The above example searches to start the ball rolling for instances of "Surfing" which is the common denominator that would work here as it occurs in all relevant searches. We look for the pattern as above which takes into account 0 or more spaces followed by 0 or more '\n' carried on through for the pattern match. It then replaces the pattern the usual way. The 'N' allows us to do this search over a multiple pattern space as before. This changes everything we want and does a pretty good job to boot! Could we take the example further? Of course we could as you will notice if you try the example one could reduce the length of the first line as it is very long. How would you do it? Let me know ;-) as there are a number of ways that will work that i am aware of...
At any rate this will get you started... there are at least 3 more improvements that could be made let me know if you get around to solving them.
There are two different methods i have found varying performance with that i will share with you. The next method assumes that the your version of sed will allow multiple commands executed via sed while contained in curly braces. If your particular flavour of sed does not allow for this i do provide the second method which is a good exercise any how to interpreting how sed operates for your version. So with no further verbage here is the scoop.

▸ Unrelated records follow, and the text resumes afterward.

//! Scan admission policy — pure logic, no database access.
//!
//! [`evaluate`] encodes every business rule that decides whether a scan
//! admits the ticket holder. Rules run in a fixed order and the first
//! failing rule wins, so a given input always produces the same decision
//! and the same code. The engine supplies all inputs (ticket, event, scan
//! history, in-transaction capacity count); nothing here touches I/O.

use chrono::Timelike;

use crate::codes::RejectCode;
use crate::qr::{QrDecodeError, QrPayload};
use crate::state::{EventState, TicketState};
use crate::types::{DbId, Timestamp};

/// The slice of a ticket row the policy needs.
#[derive(Debug, Clone)]
pub struct TicketFacts {
    pub id: DbId,
    pub event_id: DbId,
    pub status: TicketState,
    pub max_scans: i32,
}

/// Daily scan window in minutes-of-day, inclusive on both ends.
///
/// A missing bound is open: `start_minute` defaults to the start of day and
/// `end_minute` to the end of day.
#[derive(Debug, Clone, Copy, PartialEq, Eq)]
pub struct TimeWindow {
    pub start_minute: Option<i16>,
    pub end_minute: Option<i16>,
}

impl TimeWindow {
    pub fn contains(self, minute_of_day: i16) -> bool {
        let start = self.start_minute.unwrap_or(0);
        let end = self.end_minute.unwrap_or(24 * 60 - 1);
        (start..=end).contains(&minute_of_day)
    }
}

/// Minute-of-day of an instant, in UTC.
pub fn minute_of_day(at: Timestamp) -> i16 {
    (at.hour() * 60 + at.minute()) as i16
}

/// The slice of an event row the policy needs.
#[derive(Debug, Clone)]
pub struct EventFacts {
    pub id: DbId,
    pub status: EventState,
    pub starts_at: Timestamp,
    pub ends_at: Timestamp,
    pub max_attendees: Option<i32>,
    pub allowed_scan_zones: Option<Vec<String>>,
    pub time_window: Option<TimeWindow>,
}

/// Who/where/when of a scan attempt.
#[derive(Debug, Clone)]
pub struct ScanContext {
    pub device_id: String,
    pub location: String,
    pub operator_id: Option<DbId>,
    pub checkpoint_id: Option<String>,
    pub timestamp: Timestamp,
}

/// Per-ticket admission history, read inside the validation transaction.
#[derive(Debug, Clone, Copy, Default)]
pub struct ScanHistory {
    pub admitted_count: i64,
    pub last_admitted_at: Option<Timestamp>,
}

/// Outcome of decoding the ticket's stored QR payload, if one exists.
#[derive(Debug, Clone)]
pub enum QrCheck {
    Decoded(QrPayload),
    Unreadable(QrDecodeError),
}

/// Tunable policy knobs, sourced from configuration.
#[derive(Debug, Clone)]
pub struct PolicyConfig {
    /// Minimum gap between two admissions of the same ticket.
    pub min_scan_interval: chrono::Duration,
    /// QR payload versions this deployment accepts.
    pub supported_qr_versions: Vec<String>,
}

impl Default for PolicyConfig {
    fn default() -> Self {
        Self {
            min_scan_interval: chrono::Duration::seconds(30),
            supported_qr_versions: vec!["v1".to_string()],
        }
    }
}

/// Admission decision.
#[derive(Debug, Clone, PartialEq, Eq)]
pub enum Decision {
    /// Entry granted. `restrictions` lists the constraints that applied and
    /// remain relevant to the operator (scan window, zone, remaining scans).
    Admit { restrictions: Vec<String> },
    /// Entry denied with a stable wire code.
    Reject { code: RejectCode, reason: String },
}

impl Decision {
    pub fn is_admit(&self) -> bool {
        matches!(self, Decision::Admit { .. })
    }
}

fn reject(code: RejectCode, reason: impl Into<String>) -> Decision {
    Decision::Reject {
        code,
        reason: reason.into(),
    }
}

/// Evaluate the admission policy for one scan attempt.
///
/// `event_admitted_count` is the number of admitted scans for the whole
/// event, read within the same transaction as the consume so the capacity
/// rule observes a consistent count.
#[allow(clippy::too_many_arguments)]
pub fn evaluate(
    ticket: &TicketFacts,
    event: &EventFacts,
    ctx: &ScanContext,
    now: Timestamp,
    history: ScanHistory,
    qr: Option<&QrCheck>,
    event_admitted_count: i64,
    config: &PolicyConfig,
) -> Decision {
    // Event lifecycle. Cancelled gets its own code and is checked before the
    // generic not-active rule so callers can distinguish the two.
    if event.status == EventState::Cancelled {
        return reject(RejectCode::EventCancelled, "event has been cancelled");
    }
    if event.status != EventState::Active {
        return reject(
            RejectCode::EventNotActive,
            format!("event is {}", event.status.as_str()),
        );
    }

    // Event time bounds, inclusive at both edges.
    if now < event.starts_at {
        return reject(RejectCode::EventNotStarted, "event has not started yet");
    }
    if now > event.ends_at {
        return reject(RejectCode::EventEnded, "event has already ended");
    }

    // Daily scan window, if the event restricts one.
    if let Some(window) = event.time_window {
        if !window.contains(minute_of_day(now)) {
            return reject(
                RejectCode::TimeRestriction,
                "scanning is outside the allowed time window",
            );
        }
    }

    // Zone restriction, if the event names allowed zones.
    if let Some(zones) = &event.allowed_scan_zones {
        if !zones.is_empty() && !zones.iter().any(|z| z == &ctx.location) {
            return reject(
                RejectCode::ZoneRestriction,
                format!("location '{}' is not an allowed scan zone", ctx.location),
            );
        }
    }

    // Ticket lifecycle: every non-active state has its own code. A used
    // ticket with recorded admissions answers as already-validated so a
    // repeated scan gets a deterministic conflict; plain TICKET_USED is
    // reserved for tickets consumed outside the scan path.
    match ticket.status {
        TicketState::Active => {}
        TicketState::Used if history.admitted_count > 0 => {
            return reject(
                RejectCode::TicketAlreadyValidated,
                "ticket was already validated",
            )
        }
        TicketState::Used => return reject(RejectCode::TicketUsed, "ticket already used"),
        TicketState::Cancelled => {
            return reject(RejectCode::TicketCancelled, "ticket has been cancelled")
        }
        TicketState::Expired => return reject(RejectCode::TicketExpired, "ticket has expired"),
        TicketState::Void => return reject(RejectCode::TicketVoid, "ticket has been voided"),
    }

    // QR payload integrity, when the ticket carries one.
    if let Some(check) = qr {
        match check {
            QrCheck::Unreadable(err) => {
                return reject(err.reject_code(), err.to_string());
            }
            QrCheck::Decoded(payload) => {
                if payload.ticket_id != ticket.id || payload.event_id != event.id {
                    return reject(
                        RejectCode::QrTicketMismatch,
                        "QR payload does not match the presented ticket",
                    );
                }
                if !config.supported_qr_versions.contains(&payload.version) {
                    return reject(
                        RejectCode::InvalidQrFormat,
                        format!("unsupported QR payload version '{}'", payload.version),
                    );
                }
            }
        }
    }

    // Per-ticket scan limit.
    if history.admitted_count >= i64::from(ticket.max_scans) {
        return reject(
            RejectCode::ScanLimitReached,
            format!("ticket reached its scan limit of {}", ticket.max_scans),
        );
    }

    // Anti-replay minimum interval between admissions.
    if let Some(last) = history.last_admitted_at {
        if now - last < config.min_scan_interval {
            return reject(
                RejectCode::ScanTooFrequent,
                "ticket was admitted too recently",
            );
        }
    }

    // Event capacity, observed within the enclosing transaction.
    if let Some(max) = event.max_attendees {
        if event_admitted_count >= i64::from(max) {
            return reject(RejectCode::EventFull, "event is at capacity");
        }
    }

    let mut restrictions = Vec::new();
    if let Some(window) = event.time_window {
        restrictions.push(format!(
            "time-window:{}-{}",
            window.start_minute.unwrap_or(0),
            window.end_minute.unwrap_or(24 * 60 - 1),
        ));
    }
    if event.allowed_scan_zones.as_ref().is_some_and(|z| !z.is_empty()) {
        restrictions.push(format!("zone:{}", ctx.location));
    }
    let remaining_after = i64::from(ticket.max_scans) - history.admitted_count - 1;
    if remaining_after > 0 {
        restrictions.push(format!("scans-remaining:{remaining_after}"));
    }

    Decision::Admit { restrictions }
}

/Surfer the Internet Guide/DREAMWVR.COM Surfing the Internet Guide/
/Surfing/{
N
/ *\n/ /
s/Surfing the Internet Guide/DREAMWVR.COM Surfing the Internet Guide\
/
}

/Surfer the Internet Guide/DREAMWVR.COM Surfing the Internet Guide/
/Surfing/{
N
/ *\n/ /
}
s/Surfing the Internet Guide/DREAMWVR.COM Surfing the Internet Guide\
/

Both will achieve the same result i have found with your mileage to vary depending on how your version of sed wants to play. What occurs here is the first substitution string scans for any lines that contain "Surfing the Internet Guide" replacing them with can you guess??? Of course you can once this global substitution occurs then things get interesting as we look for the pattern "Surfing" then we read the [N]ext line of content and for each instance we strip off the embedded '\n' character replacing it with a space. Once that has been done we naturally have a double long line to deal with as remember that 'N' causes the next input line to be appended to the line preceding. So we have gotten this far it is up to us now to replace the occurances of "Surfing the Internet Guide" with the replacement killer string of "DREAMWVR.COM Surfing the Internet Guide" which is what we do. We use two slightly different methods as i have found that some versions of sed don't like playing nice with me when i add all the sed commands in curly braces. Solution??? I simply don't place all the commands in curly braces except those i need to ;-)

4.2 What is the difference between the [d]elete command and the [D]elete command?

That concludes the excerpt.